Dallas, TX
Inside an Exceptional Dallas Home That’s Filled With Antiques and Vibrant Hues
The gut remodel of what is now a vibrant, welcoming home for six in Dallas’s Highland Park neighborhood was a truly multi-family affair. A second-generation leader behind Sees Design, Corbin See—alongside his wife Sara and brother Ross—worked in collaboration with Harris Briggs, a second-generation principal at Dallas-based firm William S. Briggs Architect. The goal? To bring Catalina Gonzalez Jorba and Santiago Jorba’s dream home to life.
Catalina, the founder of children’s clothing brand Dondolo, came into the collaboration full of ideas about how to ensure that the home would suit her personal aesthetic as well as her family’s entertaining needs. (Catalina was familiar with See’s style—which she had admired at the inaugural Dallas Kips Bay Decorator Show House.) She appreciates both color and pattern play, and was excited to have wallpaper integrated into the home wherever possible, See recalls. He covered the entryway with a custom Gracie wallpaper, which pops against the checkered floors.
In the formal living room—which is sometimes considered the library or study in this home—See combined florals, leopard print, footed pieces, and more. The decorator notes that he appreciates “a historical collection of things, rather than just a random mix.” He adds: “My dad [once] said, ‘Great things go together.’”
A Murano chandelier dazzles in the home’s formal dining room. “It was one of the very first things we bought,” See says, noting that Catalina wanted the dining room to have dramatic flair. The clients’ art consultant, Temple Shipley, sourced many pieces for the residence, including the abstract shown here. “I wanted our home to be a place of happiness and for every room to truly have a heart and have feelings,” Catalina says.

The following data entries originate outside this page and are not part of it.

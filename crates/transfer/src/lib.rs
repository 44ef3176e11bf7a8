//! Chunked upload driver for HTTP resumable-upload sessions.
//!
//! [`ChunkTransferDriver`] sends a [`ByteSource`] to an already negotiated
//! session endpoint, one `PUT` per chunk, through any [`Transport`]. The
//! server's `308 Resume Incomplete` responses drive the committed offset;
//! transient failures are retried on the same byte range with exponential
//! backoff until [`RetryConfig::max_attempts`] is reached.

mod driver;
mod progress;
mod retry;
mod source;
mod transport;
mod types;

pub use driver::{ChunkTransferDriver, SessionStatus};
pub use progress::{ProgressCallback, ProgressTracker, SpeedCalculator, TransferProgress};
pub use retry::RetryConfig;
pub use source::{ByteSource, FileSource};
pub use transport::{Transport, TransportError};
pub use types::{FailureReason, TransferConfig, TransferEvent, TransferReport, TransferState};

pub use resumable_protocol::DEFAULT_CHUNK_SIZE;

/// Errors produced by the transfer crate.
#[derive(Debug, thiserror::Error)]
pub enum TransferError {
    #[error("invalid configuration: {0}")]
    InvalidConfig(String),

    #[error("byte source error: {0}")]
    Source(#[from] std::io::Error),

    #[error("transport error: {0}")]
    Transport(#[from] TransportError),

    #[error("cancelled after {committed} committed bytes")]
    Cancelled { committed: u64 },

    #[error("gave up at offset {offset} after {attempts} attempts: {last_error}")]
    RetriesExhausted {
        offset: u64,
        attempts: u32,
        last_error: String,
    },

    #[error("session rejected chunk at offset {offset} with status {status}")]
    Rejected { status: u16, offset: u64 },

    #[error("malformed server response: {0}")]
    MalformedResponse(String),

    #[error("session answered with status {status}")]
    UnexpectedStatus { status: u16 },
}

impl TransferError {
    /// The failure class reported in [`TransferState::DoneFailure`].
    ///
    /// `None` for cancellation, which ends in [`TransferState::Cancelled`].
    pub fn reason(&self) -> Option<FailureReason> {
        let reason = match self {
            TransferError::Cancelled { .. } => return None,
            TransferError::InvalidConfig(_) => FailureReason::InvalidConfig,
            TransferError::Source(_) => FailureReason::Source,
            TransferError::Transport(_) => FailureReason::Transport,
            TransferError::RetriesExhausted { .. } => FailureReason::ExhaustedRetries,
            TransferError::Rejected { .. } => FailureReason::Rejected,
            TransferError::MalformedResponse(_) => FailureReason::MalformedResponse,
            TransferError::UnexpectedStatus { .. } => FailureReason::UnexpectedStatus,
        };
        Some(reason)
    }
}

Upstairs, the primary bedroom is a peaceful respite devoid of bright color. “The bedroom is kind of like a treehouse,” See says. Catalina desired a canopy bed for the space, and the wallpaper is a custom de Gournay silver metallic silk. Inspired by a set of 18th-century panels displayed in the Victoria & Albert Museum, the pattern, Earlham, features birds, chrysanthemums, and plum blossoms.
Connected to the bedroom is Catalina’s home office, a vibrant space that reflects the ethos of her brand. See installed The Colony wallpaper from de Gournay; a print that appears in the lobby of the famed Palm Beach hotel. “I loved working with Sees [Design] because they let me express my feelings that I had for every room,” Catalina says.
Down the hall is a bedroom belonging to two of the couple’s young sons. “We really wanted to focus on the kids’ rooms and not have them be secondary,” he says. The family enjoys gathering for meals in the downstairs dining nook, which boasts an intricate, celestial-themed ceiling and a Paul Ferrante chandelier shaped like a ship, which pays a nod to the Delft tile from Regts Delft Tiles in the kitchen that features similar nautical motifs.
See went colorful in the kitchen but paired the green cabinetry—painted in a mix of Farrow & Ball Breakfast Room Green and Farrow & Ball Calke Green—with more subdued furnishings in the form of counter stools from Hollywood at Home. The family room, which is also part of the kitchen and breakfast room, features a fireplace surround that incorporates the same Delft tile used in the cooking space.
Catalina says that she wants her four sons to “grow up really inspired by art and color and just to feel alive,” and in that, her family craved a home conducive to memory making. She reflects, “I think just living [here] for a couple months, we have achieved that, and it feels very, very amazing.”